• [Records from a data source]:
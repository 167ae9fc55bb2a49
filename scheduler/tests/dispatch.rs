use std::net::SocketAddr;
use std::thread;
use std::time::Duration;

use crossbeam_channel::{unbounded, Receiver};
use network_rust::udpnet::{Endpoint, MemoryEndpoint, MemoryNetwork};
use scheduler::modules::dispatcher::Dispatcher;
use shared_resources::direction::Direction;
use shared_resources::elevator_status::ElevatorStatus;
use shared_resources::link::Link;
use shared_resources::request::Request;
use shared_resources::system_message::{reply, SystemMessage};

const WAIT: Duration = Duration::from_secs(2);
const QUIET: Duration = Duration::from_millis(200);

struct Harness {
    network: MemoryNetwork,
    dispatcher: SocketAddr,
    floor: MemoryEndpoint,
    client: MemoryEndpoint,
}

impl Harness {
    fn start() -> Self {
        let network = MemoryNetwork::new();
        let floor = network.bind(0).unwrap();
        let mut dispatcher = Dispatcher::new(
            Link::new(network.bind(0).unwrap()),
            Link::new(network.bind(0).unwrap()),
            floor.local_addr(),
        );
        let addr = dispatcher.request_addr();
        thread::spawn(move || {
            let _ = dispatcher.run();
        });
        let client = network.bind(0).unwrap();
        Harness {
            network,
            dispatcher: addr,
            floor,
            client,
        }
    }

    fn send(&self, message: SystemMessage) {
        self.client.send_to(&message.encode().unwrap(), self.dispatcher).unwrap();
    }

    fn reply(&mut self) -> Vec<u8> {
        self.client.recv_timeout(WAIT).unwrap().expect("no reply from dispatcher")
    }

    /// Registers a controller that answers status queries with `status`,
    /// primary queries with `primary`, stop queries with `stop`, and hands
    /// every other command to the returned channel.
    fn fake_controller(&self, status: ElevatorStatus, primary: Option<Request>, stop: bool) -> Receiver<SystemMessage> {
        let mut endpoint = self.network.bind(0).unwrap();
        let register = SystemMessage::RegisterController { elevator_id: status.elevator_id };
        endpoint.send_to(&register.encode().unwrap(), self.dispatcher).unwrap();

        let (commands_tx, commands_rx) = unbounded();
        thread::spawn(move || {
            while let Ok(Some(bytes)) = endpoint.recv_timeout(WAIT * 5) {
                match SystemMessage::decode(&bytes).unwrap() {
                    SystemMessage::StatusRequest { .. } => {
                        endpoint.reply(&reply::encode_status(&status).unwrap()).unwrap();
                    }
                    SystemMessage::NewPrimaryRequest { .. } => {
                        endpoint.reply(&reply::encode_primary(primary.as_ref()).unwrap()).unwrap();
                    }
                    SystemMessage::IsStopRequired { .. } => {
                        endpoint.reply(&reply::encode_stop_required(stop)).unwrap();
                    }
                    command => {
                        if commands_tx.send(command).is_err() {
                            break;
                        }
                    }
                }
            }
        });
        commands_rx
    }
}

fn idle(elevator_id: u8, floor: u8) -> ElevatorStatus {
    ElevatorStatus::new(elevator_id, floor)
}

fn request(floor: u8, car_button: u8) -> Request {
    Request::new(Duration::ZERO, floor, Direction::towards(floor, car_button), car_button)
}

fn assigned(commands: &Receiver<SystemMessage>) -> Option<Request> {
    match commands.recv_timeout(WAIT) {
        Ok(SystemMessage::AddNewRequest { request }) => Some(request),
        _ => None,
    }
}

#[test]
fn new_request_goes_to_nearest_idle_car() {
    let harness = Harness::start();
    let far = harness.fake_controller(idle(0, 9), None, false);
    let near = harness.fake_controller(idle(1, 2), None, false);

    harness.send(SystemMessage::AddNewRequest { request: request(3, 7) });

    assert_eq!(assigned(&near), Some(request(3, 7)));
    assert!(far.recv_timeout(QUIET).is_err());
}

#[test]
fn car_already_stopping_at_the_floor_wins() {
    let harness = Harness::start();
    let mut moving = idle(0, 1);
    moving.direction = Direction::Up;
    moving.stop_floors_up.insert(5);
    let stopping = harness.fake_controller(moving, None, false);
    let waiting = harness.fake_controller(idle(1, 5), None, false);

    harness.send(SystemMessage::AddNewRequest { request: request(5, 8) });

    assert_eq!(assigned(&stopping), Some(request(5, 8)));
    assert!(waiting.recv_timeout(QUIET).is_err());
}

#[test]
fn queries_are_relayed_back_to_the_asking_car() {
    let mut harness = Harness::start();
    let queued = request(4, 1);
    let _commands = harness.fake_controller(idle(0, 4), Some(queued.clone()), true);

    harness.send(SystemMessage::NewPrimaryRequest { elevator_id: 0 });
    assert_eq!(reply::decode_primary(&harness.reply()).unwrap(), Some(queued));

    harness.send(SystemMessage::IsStopRequired { elevator_id: 0, floor: 3, direction: Direction::Down });
    assert_eq!(reply::decode_stop_required(&harness.reply()), Some(true));
}

#[test]
fn arrivals_are_forwarded_to_the_controller() {
    let harness = Harness::start();
    let commands = harness.fake_controller(idle(0, 1), None, false);

    let service = SystemMessage::ServiceArrivals { elevator_id: 0, floor: 1, direction: Direction::Up };
    let complete = SystemMessage::CompleteArrivals { elevator_id: 0, floor: 6, direction: Direction::Up };
    harness.send(service.clone());
    harness.send(complete.clone());

    assert_eq!(commands.recv_timeout(WAIT).unwrap(), service);
    assert_eq!(commands.recv_timeout(WAIT).unwrap(), complete);
}

#[test]
fn lamp_commands_go_to_the_floor_side() {
    let mut harness = Harness::start();
    let lamp = SystemMessage::SetFloorDirectionLamp {
        elevator_id: 2,
        floor: 4,
        direction: Direction::Down,
        state: true,
    };
    harness.send(lamp.clone());

    let bytes = harness.floor.recv_timeout(WAIT).unwrap().unwrap();
    assert_eq!(SystemMessage::decode(&bytes).unwrap(), lamp);
}

#[test]
fn shutdown_report_reassigns_work_and_retires_the_car() {
    let harness = Harness::start();
    let broken = harness.fake_controller(idle(0, 3), None, false);
    let healthy = harness.fake_controller(idle(1, 10), None, false);

    harness.send(SystemMessage::ShutdownReport {
        elevator_id: 0,
        requests: vec![request(2, 6), request(8, 1)],
    });
    assert_eq!(assigned(&healthy), Some(request(2, 6)));
    assert_eq!(assigned(&healthy), Some(request(8, 1)));

    harness.send(SystemMessage::AddNewRequest { request: request(3, 4) });
    assert_eq!(assigned(&healthy), Some(request(3, 4)));
    assert!(broken.recv_timeout(QUIET).is_err());
}

#[test]
fn backlog_is_flushed_when_a_car_registers() {
    let harness = Harness::start();
    harness.send(SystemMessage::AddNewRequest { request: request(6, 2) });
    thread::sleep(QUIET);

    let late = harness.fake_controller(idle(0, 1), None, false);
    assert_eq!(assigned(&late), Some(request(6, 2)));
}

• [Prompt]: Each line that holds the word "queued" should be extracted from the records.

• [Expected answer]:
    let queued = request(4, 1);
    let _commands = harness.fake_controller(idle(0, 4), Some(queued.clone()), true);
    assert_eq!(reply::decode_primary(&harness.reply()).unwrap(), Some(queued));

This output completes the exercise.